すりガラスの窓に張ってある薄緑色のカーテンの内側から
温かい電球色の明かりが射している。
リアムが呼び鈴を鳴らしてしばらくすると
ドアが開いてDr.コナーが顔を出した。
「土曜日の夜だぞ…。
今から一杯やろうかと思っていたのに何の用だ?」
ああ…不機嫌そう。
「ちょっと腕をザックリやっちまった。
こいつは太腿。
今からサクッと縫ってくれ」
真っ赤に血で染まったチェイスの腕を見て
Dr.コナーは片眉を上げてチェイスとリアムの傷口を
観察している。
怒鳴られたらどうしよう…こっ、怖い!
でも2人が出血多量でどうにかなってしまうんじゃないか。
そう考えると、そっちの方がずっと恐ろしい。
涙目になってしまった私はうわずった声で
「あ…あの…お休みの日にごめんなさい…
お願いします!どうか2人の傷口の処置を…」
Dr.コナーの表情が少し和らいだ様に見えた。
お医者さんと言うより
トレンチコートを着た警部補で凶悪犯と渡り合っている
そんなイメージの方がしっくり来る。
ランニング姿でダイハードの主人公の真似も似合いそうだ。
けど優しそうな目元に人柄が表れていると思う。
瞳の奥に悲し気な光も感じるのは
たくさんの死と向き合ってきたお医者さんだからだろうか。
軽くため息をつきながら
「入れ。
キッチンの奥の扉が診療所と繋がっているから行け。
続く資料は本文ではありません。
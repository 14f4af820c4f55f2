use crate::types::FrameBuckets;

/// Candidate exon boundary relative to a hit boundary.
///
/// A positive `offset` extends the exon by that many bases, a negative one
/// trims it. `score` is the global alignment score of the moved exon against
/// the reference minus the hit's own score.
#[derive(Debug, Clone, Copy, PartialEq, Eq)]
pub struct SpliceCandidate {
    pub offset: i64,
    pub score: i64,
}

/// Extension of a first/last hit to a start or stop codon.
#[derive(Debug, Clone, Copy, PartialEq, Eq)]
pub struct CodonExtension {
    /// Residues added (positive) or removed (negative) at the hit boundary
    pub offset: i64,
    /// Score differential of the extended hit
    pub score: i64,
    /// First residue of the extended translation (start extensions only)
    pub first_residue: Option<u8>,
}

/// Splice-site candidates and border extensions of one hit.
///
/// Built once per hit by the [`SpliceFinder`](super::SpliceFinder) and
/// shared read-only between DP generations.
#[derive(Debug, Clone, Default, PartialEq, Eq)]
pub struct SpliceProfile {
    /// Acceptor candidates bucketed by `offset mod 3`
    pub acceptors: FrameBuckets<SpliceCandidate>,
    /// Donor candidates per motif list (primary, secondary) and frame
    pub donors: [FrameBuckets<SpliceCandidate>; 2],
    /// Translated genomic extension upstream of the hit, in transcription order
    pub upstream: Vec<u8>,
    /// Translated genomic extension downstream of the hit
    pub downstream: Vec<u8>,
    /// Bases upstream of the hit without an in-frame stop
    pub open_upstream: i64,
    /// Bases downstream of the hit without an in-frame stop
    pub open_downstream: i64,
    /// Start-codon extension for hits of the first part
    pub start: Option<CodonExtension>,
    /// Stop-codon extension for hits of the last part
    pub stop: Option<CodonExtension>,
    /// Acceptors come from known introns
    pub acceptor_evidence: bool,
    /// Donors come from known introns
    pub donor_evidence: bool,
}

impl SpliceProfile {
    /// Score differential of the start extension, 0 without one
    #[must_use]
    pub fn start_score(&self) -> i64 {
        self.start.map_or(0, |e| e.score)
    }

    /// Score differential of the stop extension, 0 without one
    #[must_use]
    pub fn stop_score(&self) -> i64 {
        self.stop.map_or(0, |e| e.score)
    }

    #[must_use]
    pub fn first_residue(&self) -> Option<u8> {
        self.start.and_then(|e| e.first_residue)
    }

    #[must_use]
    pub fn acceptor_count(&self) -> usize {
        self.acceptors.iter().map(Vec::len).sum()
    }

    #[must_use]
    pub fn donor_count(&self) -> usize {
        self.donors.iter().flatten().map(Vec::len).sum()
    }
}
」
そう言って招き入れてくれた。
家の中に足を踏み入れた私たちに気付いたレイチェルが
駆け寄って来た。
チェイスとリアムを見るなり
「ちょ…ちょっと…何事?!
チンピラかギャングと流血のファイトでもやらかしたの?」
チェイスは苦笑いしながら
「チンピラやギャングの方がよっぽど可愛らしいぜ」
肩をすくめたリアムが
「後で話してやる、縫合が先だ」
そう言ってレイチェルの肩をポンッと
叩きながらチェイスとキッチンの奥へ向かった。
レイチェルは私の肩をガッと掴むと
「ホリー、あんたは何ともないの?怪我してない?」
「あ…う…うん、大丈夫。どこも怪我してないし血も出てない」
「ああ…良かった。けど、2人があの状態だし
不安で怖かったでしょうに。
両手についてる血から察するに……
止血しようと頑張ったのね」
ぶわっと涙が溢れ出てしまった私を
レイチェルがぎゅっと強く抱きしめてくれた。
受け止めてくれる温かさに安心したのか
力が抜けてホッとしたけど涙は止まらない。
恥ずかしくてドキドキするのも止められない。